At this point, do you have to worry about how the subjects in the books work for Xavier?
No. We pick the heroes for both, but I don't think about one when doing the other.
Benjamin Franklin and Anne Frank are books number 21 and 22 in the series. The first season of Xavier Riddle has 74 heroes. They lapped us in no time because they're doing two heroes every single day and there's 34 episodes plus a movie. So I don't really think about what they're doing and we just do what we want to do.
The nice part about Xavier is, we can do more obscure heroes on there. We can do people you've never heard of. We do people that even I'm like, "Who is that again?" But we found some amazing Asian painter, or the first woman to climb the Himalayas, Junko Tabei. We still haven't done Nelson Mandela in the kids' books. And so it's very hard to kind of pick someone that you don't know as much. But the answer is, Chris and I weigh in on the show as much as we do the books.
How much do you guys think about making sure the books stay inclusive?
I will give credit where credit is due. I'll never forget when Miles Morales was introduced, my friend Brian Bendis, I remember saying that he wrote this wonderful piece about a letter he got from someone who said that when he was a little kid he used to always pretend to be Spider-Man because Spider-Man was the only character who, if you didn't know who he was, could be black under that suit.
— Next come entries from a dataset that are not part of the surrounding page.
use clap::{Parser, Subcommand};
use reqwest::header::{HeaderMap, HeaderValue, ACCEPT};
use reqwest::Url;
use serde_json::Value;

#[derive(Parser)]
#[command(name = "feed-cli")]
#[command(about = "Command-line client for the reactive feed service", long_about = None)]
struct Cli {
    #[arg(short, long, default_value = "http://localhost:8080")]
    url: String,

    #[command(subcommand)]
    command: Commands,
}

#[derive(Subcommand)]
enum Commands {
    /// Fetch the static hero
    Hero,
    /// List restaurants at or below a price, logged under an identifier
    Restaurants {
        /// Caller identifier attached to the server's log lines
        uid: String,
        /// Maximum price per person
        price: String,
    },
    /// Check service health
    Health,
}

#[tokio::main]
async fn main() -> Result<(), Box<dyn std::error::Error>> {
    let cli = Cli::parse();
    let client = reqwest::Client::new();

    let mut headers = HeaderMap::new();
    headers.insert(ACCEPT, HeaderValue::from_static("application/json"));

    let res = client
        .get(endpoint(&cli.url, &cli.command)?)
        .headers(headers)
        .send()
        .await?;
    print_response(res).await
}

/// Target URL for `command`. Each path segment is percent-encoded, so an
/// identifier containing `/` or `?` stays a single segment.
fn endpoint(base: &str, command: &Commands) -> Result<Url, Box<dyn std::error::Error>> {
    let segments = match command {
        Commands::Hero => vec!["hero", "get-hero"],
        Commands::Restaurants { uid, price } => vec![uid.as_str(), "restaurants", price.as_str()],
        Commands::Health => vec!["health"],
    };

    let mut url = Url::parse(base)?;
    url.path_segments_mut()
        .map_err(|_| format!("{base} cannot be used as a base URL"))?
        .pop_if_empty()
        .extend(segments);
    Ok(url)
}

async fn print_response(res: reqwest::Response) -> Result<(), Box<dyn std::error::Error>> {
    let status = res.status();
    if !status.is_success() {
        eprintln!("Error: service returned status {}", status);
        if let Ok(text) = res.text().await {
            eprintln!("Response: {}", text);
        }
        return Err(format!("service returned status {}", status).into());
    }

    if let Some(id) = res.headers().get("x-request-id").and_then(|v| v.to_str().ok()) {
        eprintln!("x-request-id: {}", id);
    }

    let json: Value = res.json().await?;
    println!("{}", serde_json::to_string_pretty(&json)?);
    Ok(())
}
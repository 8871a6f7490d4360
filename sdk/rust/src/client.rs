use reqwest::{Client, Response, Url};
use serde::{Deserialize, Serialize};

#[derive(Debug, Clone, PartialEq, Serialize, Deserialize)]
pub struct Hero {
    pub id: i32,
    pub name: String,
}

#[derive(Debug, Clone, PartialEq, Serialize, Deserialize)]
#[serde(rename_all = "camelCase")]
pub struct Restaurant {
    pub name: String,
    pub price_per_person: f64,
}

pub struct FeedClient {
    client: Client,
    base_url: String,
}

impl FeedClient {
    pub fn new(base_url: &str) -> Self {
        Self {
            client: Client::builder().no_proxy().build().unwrap_or_default(),
            base_url: base_url.trim_end_matches('/').to_string(),
        }
    }

    /// Fetch the static hero.
    pub async fn get_hero(&self) -> Result<Hero, Box<dyn std::error::Error>> {
        let resp = self.get(&["hero", "get-hero"], "application/json").await?;
        decode(resp).await
    }

    /// Collect every restaurant priced at or below `price`, logged under `uid`.
    pub async fn restaurants(&self, uid: &str, price: &str) -> Result<Vec<Restaurant>, Box<dyn std::error::Error>> {
        let resp = self
            .get(&[uid, "restaurants", price], "application/json")
            .await?;
        decode(resp).await
    }

    /// Same as [`FeedClient::restaurants`] but over newline-delimited JSON.
    pub async fn restaurants_ndjson(&self, uid: &str, price: &str) -> Result<Vec<Restaurant>, Box<dyn std::error::Error>> {
        let resp = self
            .get(&[uid, "restaurants", price], "application/x-ndjson")
            .await?;
        let status = resp.status();
        let text = resp.text().await?;
        if !status.is_success() {
            return Err(format!("Service returned error status {}: {}", status, text).into());
        }

        let mut items = Vec::new();
        for line in text.lines().filter(|l| !l.is_empty()) {
            items.push(serde_json::from_str(line)?);
        }
        Ok(items)
    }

    /// Raw GET with an explicit `Accept` header. Each segment is
    /// percent-encoded onto the base URL.
    pub async fn get(&self, segments: &[&str], accept: &str) -> Result<Response, Box<dyn std::error::Error>> {
        let mut url = Url::parse(&self.base_url)?;
        url.path_segments_mut()
            .map_err(|_| format!("{} cannot be used as a base URL", self.base_url))?
            .pop_if_empty()
            .extend(segments);

        let resp = self.client.get(url).header("Accept", accept).send().await?;
        Ok(resp)
    }
}

async fn decode<T: serde::de::DeserializeOwned>(resp: Response) -> Result<T, Box<dyn std::error::Error>> {
    let status = resp.status();
    let text = resp.text().await?;

    if !status.is_success() {
        return Err(format!("Service returned error status {}: {}", status, text).into());
    }

    Ok(serde_json::from_str(&text)?)
}
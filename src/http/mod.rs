//! HTTP protocol handling subsystem.
//!
//! # Data Flow
//! ```text
//! TCP connection
//!     → server.rs (Axum setup, middleware stack)
//!     → request.rs (request ID, per-request span)
//!     → handlers.rs (parse path, build feed)
//!     → response.rs (negotiate framing, stream body)
//!     → Send to client
//! ```
//!
//! # Routes
//! - `GET /hero/get-hero`
//! - `GET /{uid}/restaurants/{price}`
//! - `GET /health`

pub mod error;
pub mod handlers;
pub mod request;
pub mod response;
pub mod server;

pub use error::ApiError;
pub use request::{RequestId, RequestIdExt, X_REQUEST_ID};
pub use response::StreamFormat;
pub use server::{AppState, HttpServer};
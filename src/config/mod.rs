//! Configuration management subsystem.
//!
//! # Data Flow
//! ```text
//! config file (TOML, optional)
//!     → loader.rs (parse & deserialize)
//!     → validation.rs (semantic checks)
//!     → FeedConfig (validated, immutable)
//!     → handed to HttpServer and the catalog at startup
//! ```
//!
//! # Design Decisions
//! - Config is immutable once loaded; no hot reload
//! - All fields have defaults so the file can be omitted entirely
//! - Validation separates syntactic (serde) from semantic checks

pub mod loader;
pub mod schema;
pub mod validation;

pub use loader::{load_config, ConfigError};
pub use schema::CatalogConfig;
pub use schema::FeedConfig;
pub use schema::ListenerConfig;
pub use schema::LogFormat;
pub use schema::ObservabilityConfig;
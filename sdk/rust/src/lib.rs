pub mod client;

pub use client::{FeedClient, Hero, Restaurant};
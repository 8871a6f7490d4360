//! Configuration validation.
//!
//! # Responsibilities
//! - Semantic validation (serde handles syntactic)
//! - Validate value ranges (catalog bounds, timeouts > 0, parseable addresses)
//!
//! # Design Decisions
//! - Returns all validation errors, not just first
//! - Validation is pure function: FeedConfig → Result<(), Vec<ValidationError>>
//! - Runs before config is accepted into the system

use std::net::SocketAddr;

use thiserror::Error;

use crate::config::schema::FeedConfig;

const LOG_LEVELS: [&str; 5] = ["trace", "debug", "info", "warn", "error"];

/// A single semantic problem found in a configuration.
#[derive(Debug, Clone, PartialEq, Error)]
pub enum ValidationError {
    #[error("{field}: invalid socket address '{value}'")]
    InvalidAddress { field: &'static str, value: String },

    #[error("catalog.max_price must be a positive finite number, got {0}")]
    InvalidMaxPrice(f64),

    #[error("timeouts.request_secs must be greater than zero")]
    ZeroTimeout,

    #[error("observability.log_level must be one of trace, debug, info, warn, error; got '{0}'")]
    UnknownLogLevel(String),
}

/// Check a parsed configuration for semantic errors.
pub fn validate_config(config: &FeedConfig) -> Result<(), Vec<ValidationError>> {
    let mut errors = Vec::new();

    if config.listener.bind_address.parse::<SocketAddr>().is_err() {
        errors.push(ValidationError::InvalidAddress {
            field: "listener.bind_address",
            value: config.listener.bind_address.clone(),
        });
    }

    let max_price = config.catalog.max_price;
    if !max_price.is_finite() || max_price <= 0.0 {
        errors.push(ValidationError::InvalidMaxPrice(max_price));
    }

    if config.timeouts.request_secs == 0 {
        errors.push(ValidationError::ZeroTimeout);
    }

    let level = config.observability.log_level.to_lowercase();
    if !LOG_LEVELS.contains(&level.as_str()) {
        errors.push(ValidationError::UnknownLogLevel(
            config.observability.log_level.clone(),
        ));
    }

    if config.observability.metrics_enabled
        && config.observability.metrics_address.parse::<SocketAddr>().is_err()
    {
        errors.push(ValidationError::InvalidAddress {
            field: "observability.metrics_address",
            value: config.observability.metrics_address.clone(),
        });
    }

    if errors.is_empty() {
        Ok(())
    } else {
        Err(errors)
    }
}
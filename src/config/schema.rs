//! Configuration schema definitions.
//!
//! This module defines the complete configuration structure for the service.
//! All types derive Serde traits for deserialization from config files.

use serde::{Deserialize, Serialize};

/// Root configuration for the feed service.
#[derive(Debug, Clone, Deserialize, Serialize, Default)]
#[serde(default)]
pub struct FeedConfig {
    /// Listener configuration (bind address).
    pub listener: ListenerConfig,

    /// In-memory restaurant catalog generation.
    pub catalog: CatalogConfig,

    /// Timeout configuration.
    pub timeouts: TimeoutConfig,

    /// Observability settings.
    pub observability: ObservabilityConfig,
}

/// Listener configuration.
#[derive(Debug, Clone, Deserialize, Serialize)]
#[serde(default)]
pub struct ListenerConfig {
    /// Bind address (e.g., "0.0.0.0:8080").
    pub bind_address: String,
}

impl Default for ListenerConfig {
    fn default() -> Self {
        Self {
            bind_address: "0.0.0.0:8080".to_string(),
        }
    }
}

/// Catalog generation settings, applied once at startup.
#[derive(Debug, Clone, Deserialize, Serialize)]
#[serde(default)]
pub struct CatalogConfig {
    /// Number of restaurants to generate.
    pub size: usize,

    /// Exclusive upper bound for generated prices.
    pub max_price: f64,

    /// Fixed RNG seed for reproducible catalogs. Random when unset.
    pub seed: Option<u64>,
}

impl Default for CatalogConfig {
    fn default() -> Self {
        Self {
            size: 1000,
            max_price: 100.0,
            seed: None,
        }
    }
}

/// Timeout configuration.
#[derive(Debug, Clone, Deserialize, Serialize)]
#[serde(default)]
pub struct TimeoutConfig {
    /// Time allowed to produce response headers, in seconds.
    pub request_secs: u64,
}

impl Default for TimeoutConfig {
    fn default() -> Self {
        Self { request_secs: 30 }
    }
}

/// Log output format.
#[derive(Debug, Clone, Copy, PartialEq, Eq, Deserialize, Serialize, Default)]
#[serde(rename_all = "lowercase")]
pub enum LogFormat {
    /// Human-readable, one line per event.
    #[default]
    Pretty,
    /// One JSON object per event.
    Json,
}

/// Observability configuration.
#[derive(Debug, Clone, Deserialize, Serialize)]
#[serde(default)]
pub struct ObservabilityConfig {
    /// Log level (trace, debug, info, warn, error).
    pub log_level: String,

    /// Log output format.
    pub log_format: LogFormat,

    /// Enable metrics endpoint.
    pub metrics_enabled: bool,

    /// Metrics endpoint bind address.
    pub metrics_address: String,
}

impl Default for ObservabilityConfig {
    fn default() -> Self {
        Self {
            log_level: "info".to_string(),
            log_format: LogFormat::Pretty,
            metrics_enabled: false,
            metrics_address: "0.0.0.0:9090".to_string(),
        }
    }
}
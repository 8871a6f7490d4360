//! OS signal handling.
//!
//! SIGINT (Ctrl+C) and, on Unix, SIGTERM both resolve the shutdown future.
//! If a handler cannot be installed, that source is ignored and the other
//! one still works.

use std::future;

pub async fn shutdown_signal() {
    let ctrl_c = async {
        if let Err(e) = tokio::signal::ctrl_c().await {
            tracing::error!(error = %e, "Failed to install Ctrl+C handler");
            future::pending::<()>().await;
        }
    };

    #[cfg(unix)]
    let terminate = async {
        use tokio::signal::unix::{signal, SignalKind};
        match signal(SignalKind::terminate()) {
            Ok(mut stream) => {
                stream.recv().await;
            }
            Err(e) => {
                tracing::error!(error = %e, "Failed to install SIGTERM handler");
                future::pending::<()>().await;
            }
        }
    };

    #[cfg(not(unix))]
    let terminate = future::pending::<()>();

    tokio::select! {
        _ = ctrl_c => {},
        _ = terminate => {},
    }

    tracing::info!("Shutdown signal received");
}
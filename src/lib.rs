//! Reactive Feed Service Library

pub mod catalog;
pub mod config;
pub mod http;
pub mod lifecycle;
pub mod observability;
pub mod reactive;

pub use catalog::RestaurantStore;
pub use config::schema::FeedConfig;
pub use http::HttpServer;
pub use lifecycle::Shutdown;
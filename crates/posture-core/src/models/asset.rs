use serde::{Deserialize, Serialize};
use ts_rs::TS;

use super::Category;

/// An inventoried asset. Immutable once inserted; scores live in the store.
#[derive(Debug, Clone, PartialEq, Eq, Serialize, Deserialize, TS)]
#[ts(export)]
pub struct Asset {
    /// Unique, case-sensitive name.
    pub name: String,
    pub category: Category,
    /// Crown jewels are critical: any weak score forces their cell to crown risk.
    pub is_crown_jewel: bool,
}

impl Asset {
    pub fn new(name: impl Into<String>, category: Category, is_crown_jewel: bool) -> Self {
        Self {
            name: name.into(),
            category,
            is_crown_jewel,
        }
    }
}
You can see Batman's jaw. You can see Superman's face. But Spider-Man could be anybody under there. He's fully hidden. And when Miles Morales was introduced, Brian said that he got tons of letters like that. And that's inspiring to me.
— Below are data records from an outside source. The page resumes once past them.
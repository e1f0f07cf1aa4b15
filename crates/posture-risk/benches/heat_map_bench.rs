//! Criterion benchmarks for posture-risk.
//!
//! Targets:
//! - classify one cell (20 assets in category) < 0.01ms
//! - full heat map (100 assets, all scored) < 0.5ms
//! - derive recommendations from a full heat map < 0.05ms

use criterion::{black_box, criterion_group, criterion_main, Criterion};

use posture_core::models::{Category, Function};
use posture_risk::{RecommendationDeriver, RiskEngine, VendorCatalog};
use posture_store::AssetStore;

fn make_store(assets: usize) -> AssetStore {
    let mut store = AssetStore::new();
    for i in 0..assets {
        let category = Category::ALL[i % Category::ALL.len()];
        let name = format!("asset-{i}");
        store.add_asset(name.clone(), category, i % 7 == 0).unwrap();
        for (j, function) in Function::ALL.into_iter().enumerate() {
            store.set_score(&name, function, ((i + j) % 5) as u8).unwrap();
        }
    }
    store
}

fn bench_classify(c: &mut Criterion) {
    let store = make_store(100);
    c.bench_function("classify_cell_100_assets", |b| {
        b.iter(|| RiskEngine::classify(black_box(&store), Category::Data, Function::Protect))
    });
}

fn bench_heat_map(c: &mut Criterion) {
    let store = make_store(100);
    c.bench_function("heat_map_100_assets", |b| {
        b.iter(|| RiskEngine::heat_map(black_box(&store)))
    });
}

fn bench_recommendations(c: &mut Criterion) {
    let store = make_store(100);
    let map = RiskEngine::heat_map(&store);
    let catalog = VendorCatalog::builtin();
    let deriver = RecommendationDeriver::default();
    c.bench_function("derive_recommendations", |b| {
        b.iter(|| deriver.derive(black_box(&map), Some(&catalog)))
    });
}

criterion_group!(benches, bench_classify, bench_heat_map, bench_recommendations);
criterion_main!(benches);
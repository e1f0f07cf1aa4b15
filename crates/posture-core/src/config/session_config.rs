use serde::{Deserialize, Serialize};

use super::defaults;

/// Session registry configuration.
#[derive(Debug, Clone, Serialize, Deserialize)]
#[serde(default)]
pub struct SessionConfig {
    /// Sessions idle longer than this are evicted (seconds).
    pub idle_timeout_secs: u64,
    /// Upper bound on concurrently held sessions.
    pub max_sessions: usize,
}

impl Default for SessionConfig {
    fn default() -> Self {
        Self {
            idle_timeout_secs: defaults::DEFAULT_SESSION_IDLE_TIMEOUT_SECS,
            max_sessions: defaults::DEFAULT_MAX_SESSIONS,
        }
    }
}
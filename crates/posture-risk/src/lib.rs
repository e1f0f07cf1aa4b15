//! # posture-risk
//!
//! Turns an asset inventory into a 5x5 risk heat map.
//!
//! Per cell: no assets → `NoAsset`; nothing scored → `NotAssessed`; any crown
//! jewel scored below Tier 3 → `CrownRisk`; otherwise the unweighted mean of
//! the non-zero scores maps to Tier 1..4 on half-open thresholds 1.5/2.5/3.5.
//! Flagged cells (crown risk, Tier 1, Tier 2) become vendor recommendations.

pub mod catalog;
pub mod engine;
pub mod heat_map;
pub mod recommendation;

pub use catalog::VendorCatalog;
pub use engine::RiskEngine;
pub use heat_map::{HeatMap, StatusCounts};
pub use recommendation::{RecommendationDeriver, RecommendationReport};
//! AssetStore — ordered asset inventory with a composite-keyed score map.

use std::collections::HashMap;

use tracing::{debug, warn};

use posture_core::errors::StoreError;
use posture_core::models::{Asset, AssessmentScore, Category, Function, ScoreKey, Tier};
use posture_core::traits::IAssetStore;

use crate::batch::BatchInsert;

/// In-memory inventory for a single assessment session.
///
/// Assets keep insertion order. Scores are sparse: an absent key reads as
/// `Tier::UNSCORED`. One instance per session; never shared process-wide.
#[derive(Debug, Clone, Default)]
pub struct AssetStore {
    assets: Vec<Asset>,
    /// Asset name → position in `assets`.
    index: HashMap<String, usize>,
    scores: HashMap<ScoreKey, Tier>,
}

impl AssetStore {
    pub fn new() -> Self {
        Self::default()
    }

    /// Insert a new asset. Rejects empty and duplicate names.
    pub fn add_asset(
        &mut self,
        name: impl Into<String>,
        category: Category,
        is_crown_jewel: bool,
    ) -> Result<&Asset, StoreError> {
        let name = name.into();
        if name.is_empty() {
            warn!("rejected asset with empty name");
            return Err(StoreError::EmptyName);
        }
        if self.index.contains_key(&name) {
            warn!(asset = %name, "rejected duplicate asset");
            return Err(StoreError::DuplicateName { name });
        }

        debug!(asset = %name, %category, crown = is_crown_jewel, "asset added");
        let pos = self.assets.len();
        self.index.insert(name.clone(), pos);
        self.assets.push(Asset::new(name, category, is_crown_jewel));
        Ok(&self.assets[pos])
    }

    /// Insert each asset independently; rejected ones are reported, not fatal.
    pub fn add_assets<I>(&mut self, assets: I) -> BatchInsert
    where
        I: IntoIterator<Item = Asset>,
    {
        let mut result = BatchInsert::default();
        for asset in assets {
            match self.add_asset(asset.name.clone(), asset.category, asset.is_crown_jewel) {
                Ok(_) => result.inserted.push(asset.name),
                Err(e) => result.skipped.push((asset.name, e)),
            }
        }
        result
    }

    /// Look up an asset by exact name.
    pub fn get_asset(&self, name: &str) -> Option<&Asset> {
        self.index.get(name).map(|&pos| &self.assets[pos])
    }

    /// Record a tier for an asset/function pair. Last write wins.
    ///
    /// The tier is validated before the asset lookup, so an out-of-range
    /// tier is reported as `InvalidTier` even for unknown assets.
    pub fn set_score(
        &mut self,
        asset_name: &str,
        function: Function,
        tier: u8,
    ) -> Result<(), StoreError> {
        let tier = Tier::new(tier).inspect_err(|_| {
            warn!(asset = %asset_name, %function, tier, "rejected invalid tier");
        })?;
        if !self.index.contains_key(asset_name) {
            warn!(asset = %asset_name, %function, "rejected score for unknown asset");
            return Err(StoreError::UnknownAsset {
                name: asset_name.to_string(),
            });
        }

        debug!(asset = %asset_name, %function, tier = tier.value(), "score set");
        self.scores.insert(ScoreKey::new(asset_name, function), tier);
        Ok(())
    }

    /// Delete an asset together with every score recorded for it.
    pub fn remove_asset(&mut self, name: &str) -> Result<Asset, StoreError> {
        let pos = self
            .index
            .remove(name)
            .ok_or_else(|| StoreError::UnknownAsset {
                name: name.to_string(),
            })?;

        let removed = self.assets.remove(pos);
        for asset in &self.assets[pos..] {
            if let Some(p) = self.index.get_mut(&asset.name) {
                *p -= 1;
            }
        }
        self.scores.retain(|key, _| key.asset_name != name);

        debug!(asset = %name, "asset removed");
        Ok(removed)
    }

    /// Every recorded score, ordered by asset insertion order then function.
    pub fn scores(&self) -> Vec<AssessmentScore> {
        let mut out = Vec::with_capacity(self.scores.len());
        for asset in &self.assets {
            for function in Function::ALL {
                let key = ScoreKey::new(asset.name.as_str(), function);
                if let Some(&tier) = self.scores.get(&key) {
                    out.push(AssessmentScore {
                        asset_name: asset.name.clone(),
                        function,
                        tier,
                    });
                }
            }
        }
        out
    }

    /// Number of recorded score entries, including explicit zeros.
    pub fn score_count(&self) -> usize {
        self.scores.len()
    }
}

impl IAssetStore for AssetStore {
    fn list_assets(&self) -> &[Asset] {
        &self.assets
    }

    fn get_score(&self, asset_name: &str, function: Function) -> Tier {
        self.scores
            .get(&ScoreKey::new(asset_name, function))
            .copied()
            .unwrap_or(Tier::UNSCORED)
    }

    fn contains(&self, asset_name: &str) -> bool {
        self.index.contains_key(asset_name)
    }
}
//! Configuration errors.

use super::error_code::{self, PostureErrorCode};

/// Errors that can occur during configuration loading and validation.
#[derive(Debug, thiserror::Error)]
pub enum ConfigError {
    #[error("Config file not found: {path}")]
    FileNotFound { path: String },

    #[error("Config parse error in {path}: {message}")]
    ParseError { path: String, message: String },

    #[error("Config validation failed for {field}: {message}")]
    ValidationFailed { field: String, message: String },
}

impl PostureErrorCode for ConfigError {
    fn error_code(&self) -> &'static str {
        error_code::CONFIG_ERROR
    }
}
You have all the hope you can want when you launch a new character like that, but you have no idea of the profound impact it will have on people. Everyone wants to see a hero that is like them, and we take that for granted. So I didn't forget that story and it is why we did our next hero is Frida Kahlo, because we kept getting people who said, "Wait a minute, I want to see a Hispanic hero. I know you did Sonia Sotomayor, but can you do another?"
And the Jewish community's like, "Where's our Jewish hero?" The science community is like, "Where's our science hero?" Every community has their heroes and wants to see themselves represented. It's not just because they feel like they want their turn and their number, but it's because it's really empowering when you see someone that is quote unquote like you, because when you do you feel like, "Oh my gosh, I can do this as well." And there's nothing that's more empowering than that.
Do you think at this point the brand of these books is big enough that you can introduce people to some heroes they wouldn't otherwise look into?0comments
Well, we're about to test that theory. I won't say who it is yet, but you'll see after Frida Kahlo, we're doing someone who most people probably don't know. And it's a real test of the series because we just felt like, "You know what, rather than just doing the famous ones, let's see if we can really do just about anybody." And it's someone is well known, it's not someone obscure, but certainly not nearly as well-known as the rest.
I'm sure that there are people at the publishing house who are like, "Man, that's not going to sell as much." But the one place where Chris and I are completely brave is, this series is where we don't think about the sales. We don't care. We look at the universe and we look at the world and we say, "What is the universe for me right now? What is the world for me right now?" And then we pick the hero that we think should step in for that. And I love the fact that, I may be when it comes to my thrillers or the adult books I do, worry more about marketing and whatnot. But with the kids books, I feel like this is a gift I never realized I was giving myself and I'm just going to be as pure with it as I can be.